Let's look at this division problem, which has a two-digit quotient:
To start, it's important to determine the first part of 741 that we can divide by 32. That is 74. The first part of the answer goes above the 4 in the tens place.
Next, we work the estimation problem. The estimation problem is 7 divided by 3. We know 3 goes into 7 two times. We place a 2 above the ones digit of 74.
Then we multiply 2 by 32 and get 64 (2 x 32 = 64). We write 64 under 74 and then subtract.
The difference we get is 10. Instead of writing the 10 in front of 1, we will bring down the 1. Now we will divide 101 by 32 (101 ÷ 32). The answer will go above the 1 in the ones place. The 10 is a remainder, so we don't have to write a zero in the answer.

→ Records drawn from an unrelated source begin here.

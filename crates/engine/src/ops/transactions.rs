use uuid::Uuid;

use crate::{
    Fields, ListQuery, ResultEngine, Transaction, TransactionKind,
    error::not_found,
    event::{Action, Change, Delete, Update},
    persistence::EventLog,
    transactions::{TransactionPatch, create_payload, delete_payload, update_payload},
};

use super::{Engine, written};

fn action(kind: TransactionKind, change: Change<Transaction, TransactionPatch>) -> Action {
    match kind {
        TransactionKind::Income => Action::Income(change),
        TransactionKind::Expense => Action::Expenses(change),
    }
}

impl<L: EventLog> Engine<L> {
    pub fn income(&self, id: Uuid) -> ResultEngine<Transaction> {
        self.transaction(TransactionKind::Income, id)
    }

    pub fn expense(&self, id: Uuid) -> ResultEngine<Transaction> {
        self.transaction(TransactionKind::Expense, id)
    }

    /// Income matching `query`, in creation order.
    #[must_use]
    pub fn list_income(&self, query: &ListQuery) -> Vec<Transaction> {
        self.list_transactions(TransactionKind::Income, query)
    }

    /// Expenses matching `query`, in creation order.
    #[must_use]
    pub fn list_expenses(&self, query: &ListQuery) -> Vec<Transaction> {
        self.list_transactions(TransactionKind::Expense, query)
    }

    /// Record an income.
    ///
    /// Requires `amount`, `accountID`, `categoryID` and `transactionDate`;
    /// `description` is optional. Both references must exist.
    pub fn create_income(&mut self, data: &Fields) -> ResultEngine<Transaction> {
        self.create_transaction(TransactionKind::Income, data)
    }

    /// Record an expense. Same fields as [`Engine::create_income`].
    pub fn create_expense(&mut self, data: &Fields) -> ResultEngine<Transaction> {
        self.create_transaction(TransactionKind::Expense, data)
    }

    pub fn update_income(&mut self, id: Uuid, data: &Fields) -> ResultEngine<Transaction> {
        self.update_transaction(TransactionKind::Income, id, data)
    }

    pub fn update_expense(&mut self, id: Uuid, data: &Fields) -> ResultEngine<Transaction> {
        self.update_transaction(TransactionKind::Expense, id, data)
    }

    pub fn delete_income(&mut self, id: Uuid) -> ResultEngine<Transaction> {
        self.delete_transaction(TransactionKind::Income, id)
    }

    pub fn delete_expense(&mut self, id: Uuid) -> ResultEngine<Transaction> {
        self.delete_transaction(TransactionKind::Expense, id)
    }

    fn transaction(&self, kind: TransactionKind, id: Uuid) -> ResultEngine<Transaction> {
        self.state()
            .transactions(kind)
            .get(&id)
            .cloned()
            .ok_or_else(|| not_found(kind.label(), id))
    }

    fn list_transactions(&self, kind: TransactionKind, query: &ListQuery) -> Vec<Transaction> {
        self.state()
            .transactions(kind)
            .values()
            .filter(|transaction| query.matches_transaction(transaction))
            .cloned()
            .collect()
    }

    fn create_transaction(
        &mut self,
        kind: TransactionKind,
        data: &Fields,
    ) -> ResultEngine<Transaction> {
        let transaction = create_payload(self.state(), data)?;
        self.dispatch(action(kind, Change::Create(transaction.clone())))?;
        Ok(transaction)
    }

    fn update_transaction(
        &mut self,
        kind: TransactionKind,
        id: Uuid,
        data: &Fields,
    ) -> ResultEngine<Transaction> {
        let update: Option<Update<TransactionPatch>> =
            update_payload(self.state(), kind, id, data)?;
        match update {
            Some(update) => self.dispatch(action(kind, Change::Update(update)))?,
            None => return self.transaction(kind, id),
        }
        written(self.state().transactions(kind), id, kind.label())
    }

    fn delete_transaction(&mut self, kind: TransactionKind, id: Uuid) -> ResultEngine<Transaction> {
        let delete: Delete = delete_payload(self.state(), kind, id)?;
        let removed = self.transaction(kind, id)?;
        self.dispatch(action(kind, Change::Delete(delete)))?;
        Ok(removed)
    }
}
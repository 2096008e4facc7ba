//! Categories API endpoints.

use axum::{
    Json,
    extract::{Path, State, rejection::JsonRejection},
    http::StatusCode,
};
use engine::{Category, Fields};

use crate::{ServerError, query::path_id, server::ServerState};

const LABEL: &str = "category";

pub async fn list(State(state): State<ServerState>) -> Json<Vec<Category>> {
    let engine = state.engine.read().await;
    Json(engine.list_categories())
}

pub async fn get(
    State(state): State<ServerState>,
    Path(id): Path<String>,
) -> Result<Json<Category>, ServerError> {
    let id = path_id(&id, LABEL)?;
    let engine = state.engine.read().await;
    Ok(Json(engine.category(id)?))
}

pub async fn create(
    State(state): State<ServerState>,
    payload: Result<Json<Fields>, JsonRejection>,
) -> Result<(StatusCode, Json<Category>), ServerError> {
    let Json(data) = payload?;
    let mut engine = state.engine.write().await;
    let category = engine.create_category(&data)?;
    Ok((StatusCode::CREATED, Json(category)))
}

pub async fn update(
    State(state): State<ServerState>,
    Path(id): Path<String>,
    payload: Result<Json<Fields>, JsonRejection>,
) -> Result<Json<Category>, ServerError> {
    let id = path_id(&id, LABEL)?;
    let Json(data) = payload?;
    let mut engine = state.engine.write().await;
    Ok(Json(engine.update_category(id, &data)?))
}

pub async fn delete(
    State(state): State<ServerState>,
    Path(id): Path<String>,
) -> Result<Json<Category>, ServerError> {
    let id = path_id(&id, LABEL)?;
    let mut engine = state.engine.write().await;
    Ok(Json(engine.delete_category(id)?))
}
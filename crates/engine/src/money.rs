use std::fmt;

use serde::{Deserialize, Serialize};

/// Signed money amount represented as **integer minor units** (cents).
///
/// Use this type for **all** monetary values in the engine (initial
/// balances, transaction amounts, statistics) to avoid floating-point drift.
/// On the wire it is a plain JSON integer.
///
/// # Examples
///
/// ```rust
/// use engine::MoneyCents;
///
/// let amount = MoneyCents::new(12_34);
/// assert_eq!(amount.cents(), 1234);
/// assert_eq!(amount.to_string(), "12.34");
/// ```
#[derive(
    Clone, Copy, Debug, Default, PartialEq, Eq, PartialOrd, Ord, Hash, Serialize, Deserialize,
)]
#[serde(transparent)]
#[repr(transparent)]
pub struct MoneyCents(i64);

impl MoneyCents {
    pub const ZERO: MoneyCents = MoneyCents(0);
    /// Largest amount accepted from callers, ten trillion units.
    pub const MAX: MoneyCents = MoneyCents(1_000_000_000_000_000);

    /// Creates a new amount from integer cents.
    #[must_use]
    pub const fn new(cents: i64) -> Self {
        Self(cents)
    }

    /// Returns the raw value in cents.
    #[must_use]
    pub const fn cents(self) -> i64 {
        self.0
    }

    /// Checked addition (returns `None` on overflow).
    #[must_use]
    pub fn checked_add(self, rhs: MoneyCents) -> Option<MoneyCents> {
        self.0.checked_add(rhs.0).map(MoneyCents)
    }

    /// Checked subtraction (returns `None` on overflow).
    #[must_use]
    pub fn checked_sub(self, rhs: MoneyCents) -> Option<MoneyCents> {
        self.0.checked_sub(rhs.0).map(MoneyCents)
    }
}

impl fmt::Display for MoneyCents {
    fn fmt(&self, f: &mut fmt::Formatter<'_>) -> fmt::Result {
        let sign = if self.0 < 0 { "-" } else { "" };
        let abs = self.0.unsigned_abs();
        let units = abs / 100;
        let cents = abs % 100;
        write!(f, "{sign}{units}.{cents:02}")
    }
}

We will need another estimation problem for 101 divided by 32. The estimation problem is 10 divided by 3 (10 ÷ 3). We get 3 as our quotient. We write the 3 above the 1 in the ones place.
Finally, we multiply 3 times 32 and get 96 (3 x 32= 96). We subtract 96 from 101 and get 5. This is our remainder.
The quotient for 741 divided by 32 equals 23 with a remainder of 5 (741 ÷ 32 = 23 + R5).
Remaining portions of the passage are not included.